Although the Jenny Lake parking lot in Grand Teton National Park was overflowing with vehicles on June 6, 2022, there was plenty of room to park a bicycle. (Angus M. Thuermer, Jr./WyoFile)

A consortium of conservation groups went to court to challenge the order, triggering a series of actions that were resolved by a judge’s May 24 order.

Public Employees for Environmental Responsibility, Wilderness Watch, the Environmental Action Committee of West Marin, the Marin Conservation League, Save Our Seashore, Amy Meyer, Phyllis Koenig and David Perel brought the lawsuit against the federal agency.

U.S. District Judge Rudolph Contreras decided one element of the complaint to be valid, but he did not require the Department of the Interior to throw out its standing policy while it revisited the issue. His summary-judgment finding rested on elements of the National Environmental Policy Act that federal officials sidestepped in justifying their e-bike policy.

At issue was “the Smith Directive,” penned by a deputy director of the Park Service that added to the Bernhardt order and purported to meet legal requirements for environmental review. The Smith directive prohibited “exclusively using the electric motor to move an e-bike without pedaling for an extended period of time,” while on routes open to normal bicycles.

Many parks followed Smith’s instructions as the Interior Department used the directive to justify its approval of e-bike use. But Contreras found a problem with that.

“Basically, the Smith Directive attempted to avoid conducting any environmental analysis because the park units would do so,” Contreras wrote, “and the park units in turn largely declined to conduct additional analysis because the Smith Directive had already suggested that the [Smith Directive] change [to the Bernhardt order] was minimal.”

The Park Service did not respond to an email seeking an outline of its next steps or any schedule to take them. PEER outlined the results of its victory.

“National Parks will now need to take a hard look at how to avoid user conflicts with the heavier, faster moving e-bikes, the impacts e-bikes will have on wildlife along backcountry trails, and the potential damage from e-bike use on unpaved trails,” the group said in a statement.

Forest Service recognizes change

Meantime the Forest Service acquired its new marching orders on March 31. That day the agency announced “internal guidance” for “expanding e-bike access at site-specific locations.”

What hasn’t changed, Merigliano said, is their classification. “They are still classified as motor vehicles under Forest Service directive,” Merigliano said. “E-bikes are clearly allowed any place where motor vehicles are allowed.”

That includes Forest Service roads and 60,000 miles of trails where motorcycles putt — fully 38% of all agency trails.
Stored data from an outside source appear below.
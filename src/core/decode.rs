//! Decoding `op` output into records.
//!
//! Every record that can act on itself implements [`Attach`]; the decoder
//! attaches the issuing client to each one before returning it, list
//! elements included.

use std::fmt;

use serde::de::DeserializeOwned;
use tracing::{error, trace};

use crate::core::client::Client;
use crate::error::{DecodeError, Error, Result};

/// A record that keeps a handle to the client it came from.
pub trait Attach {
    fn attach(&mut self, client: &Client);
}

/// Non-serialized back-reference from a record to its client.
///
/// Compares equal to any other back-reference so records compare by their
/// visible fields only.
#[derive(Clone, Default)]
pub struct ClientRef(Option<Client>);

impl ClientRef {
    pub fn set(&mut self, client: &Client) {
        self.0 = Some(client.clone());
    }

    pub fn get(&self) -> Option<&Client> {
        self.0.as_ref()
    }

    /// The client, or `Error::Detached` for records built locally.
    pub fn require(&self) -> Result<&Client> {
        self.0.as_ref().ok_or(Error::Detached)
    }
}

impl PartialEq for ClientRef {
    fn eq(&self, _other: &Self) -> bool {
        true
    }
}

impl fmt::Debug for ClientRef {
    fn fmt(&self, f: &mut fmt::Formatter<'_>) -> fmt::Result {
        f.write_str(if self.0.is_some() { "attached" } else { "detached" })
    }
}

/// Parse output without attaching anything.
///
/// # Errors
///
/// Returns `DecodeError::Json` on malformed output or a shape mismatch.
pub fn decode<T: DeserializeOwned>(bytes: &[u8]) -> Result<T> {
    trace!(bytes = bytes.len(), "decoding op output");
    serde_json::from_slice(bytes).map_err(|e| {
        error!(error = %e, "failed to decode op response");
        DecodeError::Json(e).into()
    })
}

/// Parse a single record and attach `client` to it.
pub fn decode_one<T>(client: &Client, bytes: &[u8]) -> Result<T>
where
    T: DeserializeOwned + Attach,
{
    let mut record: T = decode(bytes)?;
    record.attach(client);
    Ok(record)
}

/// Parse a list of records and attach `client` to every element.
pub fn decode_list<T>(client: &Client, bytes: &[u8]) -> Result<Vec<T>>
where
    T: DeserializeOwned + Attach,
{
    // `op` prints nothing at all for some empty listings
    if bytes.iter().all(u8::is_ascii_whitespace) {
        return Ok(Vec::new());
    }
    let mut records: Vec<T> = decode(bytes)?;
    for record in &mut records {
        record.attach(client);
    }
    Ok(records)
}

#[cfg(test)]
mod tests {
    use super::*;
    use serde::Deserialize;

    #[derive(Debug, Deserialize)]
    struct Thing {
        id: String,
        #[serde(skip)]
        client: ClientRef,
    }

    impl Attach for Thing {
        fn attach(&mut self, client: &Client) {
            self.client.set(client);
        }
    }

    fn client() -> Client {
        Client::builder().binary("/nonexistent/op").build().unwrap()
    }

    #[test]
    fn test_every_list_element_attached() {
        let client = client();
        let json = br#"[{"id":"a"},{"id":"b"},{"id":"c"}]"#;
        let things: Vec<Thing> = decode_list(&client, json).unwrap();
        assert_eq!(things.len(), 3);
        for thing in &things {
            assert!(thing.client.get().unwrap().ptr_eq(&client));
        }
        assert_eq!(things[2].id, "c");
    }

    #[test]
    fn test_single_record_attached() {
        let client = client();
        let thing: Thing = decode_one(&client, br#"{"id":"a"}"#).unwrap();
        assert!(thing.client.require().is_ok());
    }

    #[test]
    fn test_malformed_output_is_decode_error() {
        let client = client();
        let err = decode_list::<Thing>(&client, b"not json").unwrap_err();
        assert!(matches!(err, Error::Decode(DecodeError::Json(_))));

        let err = decode_one::<Thing>(&client, br#"[{"id":"a"}]"#).unwrap_err();
        assert!(matches!(err, Error::Decode(_)));
    }

    #[test]
    fn test_empty_output_is_empty_list() {
        let things: Vec<Thing> = decode_list(&client(), b"\n").unwrap();
        assert!(things.is_empty());
    }

    #[test]
    fn test_detached_record() {
        let r = ClientRef::default();
        assert!(matches!(r.require(), Err(Error::Detached)));
    }
}
//! Service-account rate limits.

use serde::{Deserialize, Serialize};

use crate::core::client::Client;
use crate::core::command::Command;
use crate::core::decode;
use crate::error::{AuthError, Result};

/// Usage against one service-account rate limit.
#[derive(Debug, Clone, PartialEq, Eq, Serialize, Deserialize)]
pub struct RateLimit {
    /// `token` or `account`.
    #[serde(rename = "type")]
    pub kind: String,
    /// `read`, `write` or `read_write`.
    pub action: String,
    pub limit: u64,
    pub used: u64,
    pub remaining: u64,
    /// Seconds until the limit resets.
    #[serde(default)]
    pub reset: i64,
}

impl Client {
    /// Current rate-limit usage of the signed-in service account.
    ///
    /// # Errors
    ///
    /// Returns `AuthError::NotServiceAccount` for interactive sessions.
    pub fn service_account_rate_limits(&self) -> Result<Vec<RateLimit>> {
        if !self.is_service_account() {
            return Err(AuthError::NotServiceAccount.into());
        }
        let output = self.run(Command::new(["service-account", "ratelimit"]))?;
        decode::decode(&output)
    }
}

#[cfg(test)]
mod tests {
    use super::*;

    #[test]
    fn test_decode_rate_limits() {
        let json = r#"[
            {"type":"token","action":"write","limit":100,"used":0,"remaining":100,"reset":0},
            {"type":"account","action":"read_write","limit":1000,"used":4,"remaining":996,"reset":3600}
        ]"#;
        let limits: Vec<RateLimit> = serde_json::from_str(json).unwrap();
        assert_eq!(limits[1].remaining, 996);
        assert_eq!(limits[0].kind, "token");
    }

    #[test]
    fn test_requires_service_account() {
        let client = Client::builder().binary("/nonexistent/op").build().unwrap();
        assert!(matches!(
            client.service_account_rate_limits(),
            Err(crate::error::Error::Auth(AuthError::NotServiceAccount))
        ));
    }
}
With appropriate analysis and public engagement, individual forests can now designate roads, trails and areas for e-bike use that would be off-limits to other motor vehicles. Travel maps will have a new symbol and designation for such routes. But with crushing visitation and other priorities, new e-bike routes on the Bridger-Teton may not be coming soon.

“The process to add e-bike routes and open up a non-motorized trail or close a road is no different than the process we used for travel management of other motorized vehicles,” Merigliano said.
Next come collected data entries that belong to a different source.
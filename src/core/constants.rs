//! Constants used throughout opcli.
//!
//! Centralizes the `op` argument grammar and session parameters.

use std::time::Duration;

/// Name of the 1Password CLI executable.
#[cfg(not(windows))]
pub const BINARY_NAME: &str = "op";

/// Name of the 1Password CLI executable.
#[cfg(windows)]
pub const BINARY_NAME: &str = "op.exe";

/// Output format flag appended to every non-signin command.
pub const FORMAT_JSON: &str = "--format=json";

/// Account selector flag.
pub const ACCOUNT_FLAG: &str = "--account";

/// Raw output flag used by `op signin`.
pub const RAW_FLAG: &str = "--raw";

/// Verb for signing in.
pub const SIGNIN_VERB: &str = "signin";

/// Verbs that need a terminal or piped secret input.
pub const INTERACTIVE_VERBS: &[&str] = &["signin", "account", "user"];

/// Prefix of the per-account session variable (`OP_SESSION_<user_uuid>`).
pub const SESSION_ENV_PREFIX: &str = "OP_SESSION_";

/// Variable carrying a service-account token.
pub const SERVICE_ACCOUNT_TOKEN_ENV: &str = "OP_SERVICE_ACCOUNT_TOKEN";

/// Session lifetime tracked client-side.
///
/// `op` sessions expire after 30 minutes of inactivity; one minute of
/// buffer is kept.
pub const SESSION_EXPIRY: Duration = Duration::from_secs(1740);

/// Default bound on the passwordless sign-in attempt.
pub const DEFAULT_SIGNIN_TIMEOUT: Duration = Duration::from_secs(30);

/// Stderr phrases (lowercase) meaning `op` wants a password.
pub const PASSWORD_PROMPT_PHRASES: &[&str] = &["enter the password for", "authentication"];

/// Configuration file name.
pub const CONFIG_FILE: &str = "opcli.toml";

/// Configuration directory relative to the user config dir.
pub const CONFIG_DIR: &str = "opcli";

/// Environment variable overriding the log filter.
pub const LOG_ENV: &str = "OPCLI_LOG";

/// Session token variable name for a user.
pub fn session_env_var(user_uuid: &str) -> String {
    format!("{}{}", SESSION_ENV_PREFIX, user_uuid)
}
“We’ve got to come up with a proposal,” she said, which would be developed with public input. Public comment would follow along with environmental reviews.

“Obviously, conflict between different kinds of uses would be a criteria,” she said of decisions to be made. Some users can’t wait.

“We’ve certainly had a bunch of violations,” she said of riders in Jackson Hole who zoom on non-motorized routes. Forest Service employees this winter visited e-bike rental outlets in the valley to remind them of the existing rules.

“There are really, really strong feelings on both sides of this issue,” Merigliano said. “There are some people who are just adamant — ‘We’ve got to get with the program and allow e-bikes where bikes are allowed,’” she said.

“Others — mostly cyclists — say ‘We want these areas to be human-powered. You’ve got to earn your ride.’”

Angus M. Thuermer Jr.

Angus M. Thuermer Jr. is the natural resources reporter for WyoFile. He is a veteran Wyoming reporter and editor with more than 35 years experience in Wyoming. Contact him at angus@wyofile.com or (307)...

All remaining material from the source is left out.